Girls who have absent fathers are more likely to become single mothers in the future. Boys are more likely to become delinquent and psychologically unhealthy. And these are just a small fraction of the known negative effects of father absence.
Indeed, virtually everything bad that can happen to a child is much more likely to happen to children of divorced parents living in single-parent families. After divorce, the quality and quantity of time children spend with their fathers declines dramatically. In Split Families, Frank Furstenberg and Andrew Sherlin explain that a few years after divorce, only one in ten children have at least weekly contact with their father, and two-thirds have no contact at all.
Even for those divorced fathers who do maintain contact with their children, however, such contact is often casual or superficial and of little or no benefit to the child. In other words, while the mother-child bond is a primal bond that is rarely or never broken, a man's bond with his children depends largely on whether he maintains a relationship with his mother. As Papanou writes, men tend to see marriage and child-rearing as a whole, an interconnected phenomenon.

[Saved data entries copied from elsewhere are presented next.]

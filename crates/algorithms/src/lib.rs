//! # Trendr Algorithms
//!
//! The locally-meaningful half of the LandTrendr pipeline: everything between
//! fetching raw acquisitions and handing a prepared time series to the remote
//! segmentation service, plus the reshaping of its output.
//!
//! ## Modules
//!
//! - **harmonize**: OLI → ETM+ reflectance alignment (Roy et al. 2016)
//! - **mask**: cloud/shadow/snow/water masking from the QA bitmask
//! - **resample**: bicubic and nearest-neighbour grid resampling
//! - **medoid**: per-pixel medoid compositing with empty-year fallback
//! - **series**: per-sensor loading, merging and annual series building
//! - **index**: spectral index transforms with explicit sign convention
//! - **vertex**: dense vertex-stack extraction from segmentation output
//! - **stack**: annual series flattening to year-named bands

pub mod harmonize;
pub mod index;
pub mod mask;
pub mod medoid;
pub mod resample;
pub mod series;
pub mod stack;
pub mod vertex;

/// Prelude for convenient imports
pub mod prelude {
    pub use crate::harmonize::harmonize_oli;
    pub use crate::index::{append_ftv, calc_index, invert_index, SpectralIndex};
    pub use crate::mask::{qa_mask, MaskFeature};
    pub use crate::medoid::{count_clear_pixels, medoid_composite, median_composite};
    pub use crate::resample::{resample_bicubic, resample_nearest};
    pub use crate::series::{
        build_annual_series, build_composite, build_index_series, clear_pixel_count_series,
        merged_collection, prepare_scene, Compositor, PipelineConfig,
    };
    pub use crate::stack::series_to_band_stack;
    pub use crate::vertex::vertex_stack;
    pub use trendr_core::prelude::*;
}
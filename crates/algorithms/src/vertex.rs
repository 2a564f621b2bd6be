//! Dense vertex-stack extraction.
//!
//! The segmentation service returns one `4 x nSteps` array per pixel; only
//! the columns flagged as vertices matter downstream. This module gathers
//! those columns into a fixed-width, zero-padded band stack so every pixel
//! carries the same band layout regardless of how many vertices it fitted.

use ndarray::Array2;
use trendr_core::raster::Raster;
use trendr_core::segmentation::{SegmentationResult, ROW_FITTED, ROW_IS_VERTEX, ROW_SOURCE, ROW_YEAR};
use trendr_core::Result;

use trendr_core::image::Image;

/// Gather the vertex columns of every pixel into a dense band stack.
///
/// Produces `3 * (max_segments + 1)` bands: all `yrs_vert_N`, then all
/// `src_vert_N`, then all `fit_vert_N`, with `N` counting from 1. Pixels with
/// fewer vertices than slots are zero-padded on the right; pixels with more
/// (vertex-count overshoot) are truncated.
pub fn vertex_stack(result: &SegmentationResult, max_segments: u32) -> Result<Image> {
    let slots = max_segments as usize + 1;
    let (rows, cols) = (result.rows(), result.cols());

    // One matrix per result row, slots wide
    let mut years = vec![Array2::<f64>::zeros((rows, cols)); slots];
    let mut sources = vec![Array2::<f64>::zeros((rows, cols)); slots];
    let mut fitted = vec![Array2::<f64>::zeros((rows, cols)); slots];

    for row in 0..rows {
        for col in 0..cols {
            let pixel = result.pixel(row, col)?;
            let mut slot = 0;
            for step in 0..result.steps() {
                if slot == slots {
                    break;
                }
                if pixel[[ROW_IS_VERTEX, step]] != 0.0 {
                    years[slot][[row, col]] = pixel[[ROW_YEAR, step]];
                    sources[slot][[row, col]] = pixel[[ROW_SOURCE, step]];
                    fitted[slot][[row, col]] = pixel[[ROW_FITTED, step]];
                    slot += 1;
                }
            }
        }
    }

    let mut bands = Vec::with_capacity(3 * slots);
    for (prefix, stack) in [("yrs", years), ("src", sources), ("fit", fitted)] {
        for (i, data) in stack.into_iter().enumerate() {
            bands.push((format!("{}_vert_{}", prefix, i + 1), Raster::from_array(data)));
        }
    }
    Image::new(bands, 0)
}

#[cfg(test)]
mod tests {
    use super::*;
    use trendr_core::segmentation::RESULT_ROWS;

    /// A 1x1 result whose single pixel has the given vertex flags.
    fn one_pixel(years: &[f64], flags: &[f64]) -> SegmentationResult {
        let steps = years.len();
        let mut values = Vec::with_capacity(RESULT_ROWS * steps);
        values.extend_from_slice(years); // year row
        values.extend(years.iter().map(|y| y + 0.5)); // source row
        values.extend(years.iter().map(|y| y + 0.25)); // fitted row
        values.extend_from_slice(flags); // is-vertex row
        SegmentationResult::from_flat(1, 1, steps, values).unwrap()
    }

    #[test]
    fn band_count_and_order_for_six_segments() {
        let result = one_pixel(&[1985.0, 1986.0, 1987.0], &[1.0, 0.0, 1.0]);
        let stack = vertex_stack(&result, 6).unwrap();

        assert_eq!(stack.n_bands(), 21);
        let names = stack.band_names();
        assert_eq!(names[0], "yrs_vert_1");
        assert_eq!(names[6], "yrs_vert_7");
        assert_eq!(names[7], "src_vert_1");
        assert_eq!(names[14], "fit_vert_1");
        assert_eq!(names[20], "fit_vert_7");
    }

    #[test]
    fn non_vertex_steps_are_skipped_and_tail_zero_padded() {
        let result = one_pixel(&[1985.0, 1986.0, 1987.0], &[1.0, 0.0, 1.0]);
        let stack = vertex_stack(&result, 6).unwrap();

        assert_eq!(stack.band("yrs_vert_1").unwrap().get(0, 0).unwrap(), 1985.0);
        assert_eq!(stack.band("yrs_vert_2").unwrap().get(0, 0).unwrap(), 1987.0);
        assert_eq!(stack.band("yrs_vert_3").unwrap().get(0, 0).unwrap(), 0.0);
        assert_eq!(stack.band("src_vert_2").unwrap().get(0, 0).unwrap(), 1987.5);
        assert_eq!(stack.band("fit_vert_2").unwrap().get(0, 0).unwrap(), 1987.25);
        assert_eq!(stack.band("fit_vert_7").unwrap().get(0, 0).unwrap(), 0.0);
    }

    #[test]
    fn overshoot_vertices_are_truncated() {
        // Four vertices but only three slots for max_segments = 2
        let result = one_pixel(
            &[1985.0, 1986.0, 1987.0, 1988.0],
            &[1.0, 1.0, 1.0, 1.0],
        );
        let stack = vertex_stack(&result, 2).unwrap();

        assert_eq!(stack.n_bands(), 9);
        assert_eq!(stack.band("yrs_vert_3").unwrap().get(0, 0).unwrap(), 1987.0);
        assert!(stack.band("yrs_vert_4").is_err());
    }

    #[test]
    fn no_vertices_yields_all_zero_bands() {
        let result = one_pixel(&[1985.0, 1986.0], &[0.0, 0.0]);
        let stack = vertex_stack(&result, 6).unwrap();
        for (_, band) in stack.iter_bands() {
            assert_eq!(band.get(0, 0).unwrap(), 0.0);
        }
    }
}
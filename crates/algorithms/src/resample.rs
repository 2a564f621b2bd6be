//! Grid resampling.
//!
//! Reflectance bands are resampled bicubically (Catmull-Rom) before any
//! radiometric transform; QA bitmasks use nearest-neighbour so bit values are
//! never blended.

use trendr_core::raster::{Raster, RasterElement};

/// Bicubic (Catmull-Rom) resampling of a float raster to a new shape.
///
/// Any NaN among a target pixel's 4x4 support window makes the output pixel
/// NaN. A same-shape call returns the input unchanged.
pub fn resample_bicubic(raster: &Raster<f64>, rows: usize, cols: usize) -> Raster<f64> {
    if raster.shape() == (rows, cols) {
        return raster.clone();
    }

    let (src_rows, src_cols) = raster.shape();
    let row_scale = src_rows as f64 / rows as f64;
    let col_scale = src_cols as f64 / cols as f64;

    let mut out = Raster::filled(rows, cols, f64::NAN);
    out.set_nodata(Some(f64::NAN));

    for row in 0..rows {
        // Continuous source coordinate of the target pixel centre
        let sy = (row as f64 + 0.5) * row_scale - 0.5;
        let y0 = sy.floor();
        let fy = sy - y0;

        for col in 0..cols {
            let sx = (col as f64 + 0.5) * col_scale - 0.5;
            let x0 = sx.floor();
            let fx = sx - x0;

            let mut col_values = [0.0f64; 4];
            let mut valid = true;

            'window: for (j, cv) in col_values.iter_mut().enumerate() {
                let ry = clamp_index(y0 as i64 + j as i64 - 1, src_rows);
                let mut row_values = [0.0f64; 4];
                for (i, rv) in row_values.iter_mut().enumerate() {
                    let rx = clamp_index(x0 as i64 + i as i64 - 1, src_cols);
                    let v = unsafe { raster.get_unchecked(ry, rx) };
                    if v.is_nan() {
                        valid = false;
                        break 'window;
                    }
                    *rv = v;
                }
                *cv = catmull_rom(&row_values, fx);
            }

            if valid {
                let v = catmull_rom(&col_values, fy);
                unsafe {
                    *out.data_mut().uget_mut((row, col)) = v;
                }
            }
        }
    }

    out
}

/// Nearest-neighbour resampling, for categorical/bitmask grids.
pub fn resample_nearest<T: RasterElement>(raster: &Raster<T>, rows: usize, cols: usize) -> Raster<T> {
    if raster.shape() == (rows, cols) {
        return raster.clone();
    }

    let (src_rows, src_cols) = raster.shape();
    let row_scale = src_rows as f64 / rows as f64;
    let col_scale = src_cols as f64 / cols as f64;

    let mut out = Raster::new(rows, cols);
    out.set_nodata(raster.nodata());

    for row in 0..rows {
        let ry = clamp_index(((row as f64 + 0.5) * row_scale) as i64, src_rows);
        for col in 0..cols {
            let rx = clamp_index(((col as f64 + 0.5) * col_scale) as i64, src_cols);
            let v = unsafe { raster.get_unchecked(ry, rx) };
            unsafe {
                *out.data_mut().uget_mut((row, col)) = v;
            }
        }
    }

    out
}

/// Catmull-Rom interpolation of four samples at parameter `t` in [0, 1].
fn catmull_rom(p: &[f64; 4], t: f64) -> f64 {
    let t2 = t * t;
    let t3 = t2 * t;
    0.5 * ((2.0 * p[1])
        + (-p[0] + p[2]) * t
        + (2.0 * p[0] - 5.0 * p[1] + 4.0 * p[2] - p[3]) * t2
        + (-p[0] + 3.0 * p[1] - 3.0 * p[2] + p[3]) * t3)
}

fn clamp_index(i: i64, len: usize) -> usize {
    i.clamp(0, len as i64 - 1) as usize
}
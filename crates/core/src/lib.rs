//! # Trendr Core
//!
//! Core types for the trendr LandTrendr pipeline.
//!
//! This crate provides:
//! - `Raster<T>`: Generic nodata-aware raster grid
//! - `Image`: Ordered named-band image with a temporal tag
//! - `RegionOfInterest`, `YearRange`, `DayWindow`: query geometry
//! - `Sensor`: the closed set of Landsat surface-reflectance sources
//! - `SegmentationResult`, `LandTrendrParams`: the remote segmentation contract
//! - `SceneSource`: the seam between the local pipeline and the remote engine

pub mod error;
pub mod geo;
pub mod image;
pub mod raster;
pub mod segmentation;
pub mod sensor;
pub mod source;

pub use error::{Error, Result};
pub use geo::{august_first_ms, DayWindow, RegionOfInterest, YearRange};
pub use image::{Image, Scene};
pub use raster::{Raster, RasterElement};
pub use segmentation::{LandTrendrParams, SegmentationResult};
pub use sensor::{Sensor, SR_BANDS};
pub use source::SceneSource;

/// Prelude for convenient imports
pub mod prelude {
    pub use crate::error::{Error, Result};
    pub use crate::geo::{DayWindow, RegionOfInterest, YearRange};
    pub use crate::image::{Image, Scene};
    pub use crate::raster::{Raster, RasterElement};
    pub use crate::segmentation::{LandTrendrParams, SegmentationResult};
    pub use crate::sensor::{Sensor, SR_BANDS};
    pub use crate::source::SceneSource;
}
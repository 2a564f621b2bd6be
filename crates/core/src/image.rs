//! Multiband images and acquisition scenes.
//!
//! An [`Image`] is an ordered list of named single-band rasters sharing one
//! grid, plus an epoch-milliseconds temporal tag. Band values are stored as
//! `f64` with NaN marking masked pixels; [`Image::to_short`] truncates values
//! into the signed 16-bit range the reflectance products use.

use crate::error::{Error, Result};
use crate::raster::Raster;

/// Truncate a value into the signed 16-bit range, preserving NaN.
pub fn to_short_value(v: f64) -> f64 {
    if v.is_nan() {
        v
    } else {
        v.trunc().clamp(i16::MIN as f64, i16::MAX as f64)
    }
}

/// An ordered named-band image with a temporal tag.
#[derive(Debug, Clone, PartialEq)]
pub struct Image {
    bands: Vec<(String, Raster<f64>)>,
    time_start: i64,
}

impl Image {
    /// Create an image from named bands. All bands must share one grid shape
    /// and names must be unique.
    pub fn new(bands: Vec<(String, Raster<f64>)>, time_start: i64) -> Result<Self> {
        if bands.is_empty() {
            return Err(Error::Other("image must have at least one band".into()));
        }
        let shape = bands[0].1.shape();
        for (name, raster) in &bands {
            if raster.shape() != shape {
                return Err(Error::SizeMismatch {
                    er: shape.0,
                    ec: shape.1,
                    ar: raster.rows(),
                    ac: raster.cols(),
                });
            }
            if bands.iter().filter(|(n, _)| n == name).count() > 1 {
                return Err(Error::DuplicateBand(name.clone()));
            }
        }
        Ok(Self { bands, time_start })
    }

    /// A fully-masked image with the given band names and shape. This is the
    /// compositor fallback for years with no candidate imagery.
    pub fn fully_masked<S: AsRef<str>>(
        names: &[S],
        rows: usize,
        cols: usize,
        time_start: i64,
    ) -> Self {
        let bands = names
            .iter()
            .map(|n| (n.as_ref().to_string(), Raster::masked(rows, cols)))
            .collect();
        Self { bands, time_start }
    }

    /// A constant-valued image.
    pub fn constant<S: AsRef<str>>(
        names: &[S],
        value: f64,
        rows: usize,
        cols: usize,
        time_start: i64,
    ) -> Self {
        let bands = names
            .iter()
            .map(|n| {
                let mut r = Raster::filled(rows, cols, value);
                r.set_nodata(Some(f64::NAN));
                (n.as_ref().to_string(), r)
            })
            .collect();
        Self { bands, time_start }
    }

    // Accessors

    /// Temporal tag (epoch milliseconds).
    pub fn time_start(&self) -> i64 {
        self.time_start
    }

    /// Return a copy carrying a different temporal tag.
    pub fn with_time_start(mut self, time_start: i64) -> Self {
        self.time_start = time_start;
        self
    }

    /// Band names in stack order.
    pub fn band_names(&self) -> Vec<&str> {
        self.bands.iter().map(|(n, _)| n.as_str()).collect()
    }

    /// Number of bands.
    pub fn n_bands(&self) -> usize {
        self.bands.len()
    }

    /// Grid shape (rows, cols).
    pub fn shape(&self) -> (usize, usize) {
        self.bands[0].1.shape()
    }

    /// Look up a band by name.
    pub fn band(&self, name: &str) -> Result<&Raster<f64>> {
        self.bands
            .iter()
            .find(|(n, _)| n == name)
            .map(|(_, r)| r)
            .ok_or_else(|| Error::MissingBand(name.to_string()))
    }

    /// Band by stack position.
    pub fn band_at(&self, idx: usize) -> Result<&Raster<f64>> {
        self.bands
            .get(idx)
            .map(|(_, r)| r)
            .ok_or_else(|| Error::MissingBand(format!("#{idx}")))
    }

    /// Iterate `(name, raster)` pairs in stack order.
    pub fn iter_bands(&self) -> impl Iterator<Item = (&str, &Raster<f64>)> {
        self.bands.iter().map(|(n, r)| (n.as_str(), r))
    }

    // Transformations

    /// Select bands by name, renaming them in order. The temporal tag is
    /// preserved.
    pub fn select<S: AsRef<str>, D: AsRef<str>>(&self, from: &[S], to: &[D]) -> Result<Image> {
        if from.len() != to.len() {
            return Err(Error::Other(format!(
                "select: {} source bands but {} destination names",
                from.len(),
                to.len()
            )));
        }
        let mut bands = Vec::with_capacity(from.len());
        for (src, dst) in from.iter().zip(to) {
            let raster = self.band(src.as_ref())?.clone();
            bands.push((dst.as_ref().to_string(), raster));
        }
        Image::new(bands, self.time_start)
    }

    /// Append a band. The raster must match the image grid.
    pub fn add_band(&self, name: &str, raster: Raster<f64>) -> Result<Image> {
        if raster.shape() != self.shape() {
            return Err(Error::SizeMismatch {
                er: self.shape().0,
                ec: self.shape().1,
                ar: raster.rows(),
                ac: raster.cols(),
            });
        }
        let mut bands = self.bands.clone();
        bands.push((name.to_string(), raster));
        Image::new(bands, self.time_start)
    }

    /// Apply a function to every valid cell of every band.
    pub fn map_bands<F: Fn(f64) -> f64 + Copy>(&self, f: F) -> Image {
        let bands = self
            .bands
            .iter()
            .map(|(n, r)| (n.clone(), r.map(f)))
            .collect();
        Image {
            bands,
            time_start: self.time_start,
        }
    }

    /// Truncate every band into the signed 16-bit integer range.
    pub fn to_short(&self) -> Image {
        self.map_bands(to_short_value)
    }

    /// Mask every band: cells where `mask` is zero (or masked itself) become
    /// NaN.
    pub fn mask(&self, mask: &Raster<f64>) -> Result<Image> {
        if mask.shape() != self.shape() {
            return Err(Error::SizeMismatch {
                er: self.shape().0,
                ec: self.shape().1,
                ar: mask.rows(),
                ac: mask.cols(),
            });
        }
        let bands = self
            .bands
            .iter()
            .map(|(n, r)| {
                let mut out = r.clone();
                out.set_nodata(Some(f64::NAN));
                ndarray::Zip::from(out.data_mut())
                    .and(mask.data())
                    .for_each(|v, &m| {
                        if m.is_nan() || m == 0.0 {
                            *v = f64::NAN;
                        }
                    });
                (n.clone(), out)
            })
            .collect();
        Ok(Image {
            bands,
            time_start: self.time_start,
        })
    }

    /// Whether every cell of every band is masked.
    pub fn is_fully_masked(&self) -> bool {
        self.bands.iter().all(|(_, r)| r.is_fully_masked())
    }
}

/// One acquisition from a sensor collection: native spectral bands plus the
/// per-pixel quality bitmask.
#[derive(Debug, Clone)]
pub struct Scene {
    /// Remote acquisition id, e.g. `LT05_046028_19870725`.
    pub id: String,
    /// Native spectral bands.
    pub image: Image,
    /// Quality bitmask band.
    pub qa: Raster<u16>,
}
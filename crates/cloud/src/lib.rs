//! # Trendr Cloud
//!
//! Client for the remote engine behind the trendr pipeline. The engine owns
//! the expensive computations: materializing filtered Landsat collections,
//! running temporal segmentation over uploaded series, and exporting images
//! to remote storage. This crate is plumbing only; all pixel math lives in
//! `trendr-algorithms`.

pub mod engine;
pub mod error;
pub mod models;
pub mod sync_api;

pub use engine::{EngineClient, EngineClientOptions};
pub use error::{CloudError, Result};
pub use models::{
    BandDto, CollectionQuery, CollectionResponse, ExportJob, ExportRequest, ExportState,
    SceneDto, SegmentationRequest, SegmentationResponse, SeriesStepDto,
};
pub use sync_api::EngineClientBlocking;
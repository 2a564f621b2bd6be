//! OLI → ETM+ reflectance harmonization.
//!
//! Landsat 8 OLI surface reflectance sits on a slightly different radiometric
//! scale than TM/ETM+. Before compositing, OLI scenes are renamed onto the
//! reference band layout, resampled bicubically, and pushed through the
//! band-wise reduced-major-axis regression of Roy et al. 2016 (Remote Sensing
//! of Environment 185, Table 2).

use trendr_core::image::Image;
use trendr_core::sensor::{OLI_BANDS, SR_BANDS};
use trendr_core::Result;

use crate::resample::resample_bicubic;

/// RMA regression slopes, one per reference band (B1 B2 B3 B4 B5 B7).
pub const ROY_SLOPES: [f64; 6] = [0.9785, 0.9542, 0.9825, 1.0073, 1.0171, 0.9949];

/// RMA regression intercepts on the 0-1 reflectance scale; multiplied by
/// 10000 to match the scaled integer products.
pub const ROY_INTERCEPTS: [f64; 6] = [-0.0095, -0.0016, -0.0022, -0.0021, -0.0030, 0.0029];

/// Harmonize one OLI scene onto the ETM+ reflectance scale.
///
/// Renames the six OLI bands (B2..B7) to the reference layout (B1..B5, B7),
/// resamples each band bicubically onto `target` and applies
/// `(v - intercept * 10000) / slope` band-wise, truncating to the 16-bit
/// band depth. The temporal tag is preserved.
///
/// The six OLI bands are assumed present; a missing band surfaces as
/// [`trendr_core::Error::MissingBand`].
pub fn harmonize_oli(image: &Image, target: (usize, usize)) -> Result<Image> {
    let renamed = image.select(&OLI_BANDS, &SR_BANDS)?;

    let mut bands = Vec::with_capacity(SR_BANDS.len());
    for (i, name) in SR_BANDS.iter().enumerate() {
        let slope = ROY_SLOPES[i];
        let intercept = ROY_INTERCEPTS[i] * 10_000.0;
        let resampled = resample_bicubic(renamed.band(name)?, target.0, target.1);
        bands.push((name.to_string(), resampled.map(|v| (v - intercept) / slope)));
    }

    Ok(Image::new(bands, image.time_start())?.to_short())
}

#[cfg(test)]
mod tests {
    use super::*;
    use trendr_core::raster::Raster;

    fn oli_scene(value: f64) -> Image {
        let bands = OLI_BANDS
            .iter()
            .map(|n| (n.to_string(), Raster::filled(3, 3, value)))
            .collect();
        Image::new(bands, 555).unwrap()
    }

    #[test]
    fn renames_onto_reference_layout() {
        let out = harmonize_oli(&oli_scene(5000.0), (3, 3)).unwrap();
        assert_eq!(out.band_names(), SR_BANDS.to_vec());
        assert_eq!(out.time_start(), 555);
    }

    #[test]
    fn applies_roy_coefficients() {
        let out = harmonize_oli(&oli_scene(5000.0), (3, 3)).unwrap();
        for (i, name) in SR_BANDS.iter().enumerate() {
            let expected = ((5000.0 - ROY_INTERCEPTS[i] * 10_000.0) / ROY_SLOPES[i]).trunc();
            let got = out.band(name).unwrap().get(1, 1).unwrap();
            assert!(
                (got - expected).abs() < f64::EPSILON,
                "band {name}: expected {expected}, got {got}"
            );
        }
    }

    #[test]
    fn output_is_short_truncated() {
        // A value pushed past the i16 maximum clamps
        let out = harmonize_oli(&oli_scene(33_000.0), (3, 3)).unwrap();
        let v = out.band("B1").unwrap().get(0, 0).unwrap();
        assert_eq!(v, i16::MAX as f64);
    }

    #[test]
    fn missing_band_is_an_error() {
        let bands = vec![("B2".to_string(), Raster::filled(2, 2, 1.0))];
        let img = Image::new(bands, 0).unwrap();
        assert!(harmonize_oli(&img, (2, 2)).is_err());
    }

    #[test]
    fn resamples_to_target_grid() {
        let out = harmonize_oli(&oli_scene(5000.0), (6, 6)).unwrap();
        assert_eq!(out.shape(), (6, 6));
    }
}
use std::env;

use tracing::level_filters::LevelFilter;
use tracing_subscriber::EnvFilter;
use tracing_subscriber::fmt::fmt;
use tracing_subscriber::fmt::time::UtcTime;

use crate::config::{Config, LogFormat};

fn get_rust_log(level: LevelFilter) -> &'static str {
    match level {
        LevelFilter::OFF => "",
        LevelFilter::ERROR => "ERROR",
        LevelFilter::WARN => "WARN",
        LevelFilter::INFO => "INFO",
        LevelFilter::DEBUG => {
            "INFO,\
             memocache=DEBUG,\
             memocache_stress=DEBUG"
        }
        LevelFilter::TRACE => {
            "INFO,\
             memocache=TRACE,\
             memocache_stress=TRACE"
        }
    }
}

/// Initializes logging for the stress tool.
///
/// This considers the `RUST_LOG` environment variable and defaults it to the level specified in the
/// configuration.
pub fn init_logging(config: &Config) {
    let rust_log =
        env::var("RUST_LOG").unwrap_or_else(|_| get_rust_log(config.logging.level).to_string());

    let subscriber = fmt()
        .with_timer(UtcTime::rfc_3339())
        .with_target(true)
        .with_env_filter(EnvFilter::new(&rust_log));

    match (config.logging.format, console::user_attended()) {
        (LogFormat::Auto, true) | (LogFormat::Pretty, _) => subscriber.pretty().init(),
        (LogFormat::Auto, false) | (LogFormat::Simplified, _) => {
            subscriber.compact().with_ansi(false).init()
        }
        (LogFormat::Json, _) => subscriber
            .json()
            .flatten_event(true)
            .with_current_span(true)
            .with_span_list(true)
            .with_file(true)
            .with_line_number(true)
            .init(),
    }
}

/// Logs an error to the configured logger or `stderr` if not yet configured.
pub fn ensure_log_error(error: &anyhow::Error) {
    if tracing::Level::ERROR <= tracing::level_filters::STATIC_MAX_LEVEL
        && tracing::Level::ERROR <= LevelFilter::current()
    {
        tracing::error!("{:?}", error);
    } else {
        eprintln!("{error:?}");
    }
}
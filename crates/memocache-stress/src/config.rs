use std::collections::BTreeMap;
use std::env;
use std::fmt;
use std::fs;
use std::path::Path;
use std::time::Duration;

use anyhow::{Context, Result};
use memocache::CacheConfig;
use serde::{Deserialize, Deserializer, de};
use tracing::level_filters::LevelFilter;

/// Controls the log format
#[derive(Clone, Copy, Debug, Eq, PartialEq, Deserialize)]
#[serde(rename_all = "lowercase")]
pub enum LogFormat {
    /// Auto detect (pretty for tty, simplified for other)
    Auto,
    /// With colors
    Pretty,
    /// Simplified log output
    Simplified,
    /// Dump out JSON lines
    Json,
}

/// Controls the logging system.
#[derive(Clone, Debug, Deserialize)]
#[serde(default)]
pub struct Logging {
    /// The log level of the stress tool and the cache.
    #[serde(deserialize_with = "deserialize_level_filter")]
    pub level: LevelFilter,
    /// Controls the log format.
    pub format: LogFormat,
}

impl Default for Logging {
    fn default() -> Self {
        Logging {
            level: LevelFilter::WARN,
            format: LogFormat::Auto,
        }
    }
}

/// Control the metrics.
#[derive(Clone, Debug, Deserialize)]
#[serde(default)]
pub struct Metrics {
    /// host/port of statsd instance
    pub statsd: Option<String>,
    /// The prefix that should be added to all metrics.
    pub prefix: String,
    /// A map containing custom tags and their values.
    ///
    /// These tags will be appended to every metric.
    pub custom_tags: BTreeMap<String, String>,
}

impl Default for Metrics {
    fn default() -> Self {
        Metrics {
            statsd: env::var("STATSD_SERVER").ok(),
            prefix: "memocache".into(),
            custom_tags: BTreeMap::new(),
        }
    }
}

/// Configuration of the stress tool.
#[derive(Clone, Debug, Deserialize)]
#[serde(default)]
pub struct Config {
    /// Configures the logging system.
    pub logging: Logging,

    /// Configures the metrics system.
    pub metrics: Metrics,

    /// Settings of the cache under test.
    ///
    /// Every workload gets its own cache with these settings, named after the workload.
    pub cache: CacheConfig,

    /// How often expired entries are swept. `None` disables the sweeper.
    #[serde(with = "humantime_serde")]
    pub sweep_interval: Option<Duration>,
}

impl Default for Config {
    fn default() -> Self {
        Config {
            logging: Logging::default(),
            metrics: Metrics::default(),
            cache: CacheConfig::default(),
            sweep_interval: Some(Duration::from_secs(1)),
        }
    }
}

impl Config {
    pub fn get(path: Option<&Path>) -> Result<Self> {
        match path {
            Some(path) => Self::from_reader(
                fs::File::open(path).context("failed to open configuration file")?,
            ),
            None => Ok(Config::default()),
        }
    }

    fn from_reader(mut reader: impl std::io::Read) -> Result<Self> {
        let mut config = String::new();
        reader
            .read_to_string(&mut config)
            .context("failed reading config file")?;
        // check for empty files explicitly
        if config.trim().is_empty() {
            anyhow::bail!("config file empty");
        }
        serde_yaml::from_str(&config).context("failed to parse config YAML")
    }
}

#[derive(Debug)]
struct LevelFilterVisitor;

impl<'de> de::Visitor<'de> for LevelFilterVisitor {
    type Value = LevelFilter;

    fn expecting(&self, formatter: &mut fmt::Formatter) -> std::fmt::Result {
        write!(
            formatter,
            r#"one of the strings "off", "error", "warn", "info", "debug", or "trace""#
        )
    }

    fn visit_str<E>(self, v: &str) -> Result<Self::Value, E>
    where
        E: de::Error,
    {
        match v {
            "off" => Ok(LevelFilter::OFF),
            "error" => Ok(LevelFilter::ERROR),
            "warn" => Ok(LevelFilter::WARN),
            "info" => Ok(LevelFilter::INFO),
            "debug" => Ok(LevelFilter::DEBUG),
            "trace" => Ok(LevelFilter::TRACE),
            _ => Err(de::Error::unknown_variant(
                v,
                &["off", "error", "warn", "info", "debug", "trace"],
            )),
        }
    }
}

fn deserialize_level_filter<'de, D: Deserializer<'de>>(
    deserializer: D,
) -> Result<LevelFilter, D::Error> {
    deserializer.deserialize_str(LevelFilterVisitor)
}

If their marriage deteriorates, their fathering deteriorates as well. If they are unmarried or divorced, their interest in children and their sense of responsibility toward them is greatly diminished. It is precisely because men tend to view marriage and fatherhood as an integrated whole that virtually all societies in history have placed great emphasis on the institution of marriage, the primary function of which is to create a socially binding union that keeps man and wife together for the benefit of children.
Or, as Papanou writes about it, men have the capacity for fatherhood, but they also have the capacity to wander alone, to wander. Therefore, all successful societies have imposed social obligations and sanctions on men to encourage paternal behavior. The most important of these obligations is the institution of marriage, the most universal social institution in existence.
Until the mid-twentieth century, marriage was considered a sacred contract between a man and a woman, to be broken only in the most extreme situations. But since then, the institution of marriage has rapidly deteriorated. Today, many people avoid marital unions, and among those who do marry, divorce is the statistical norm.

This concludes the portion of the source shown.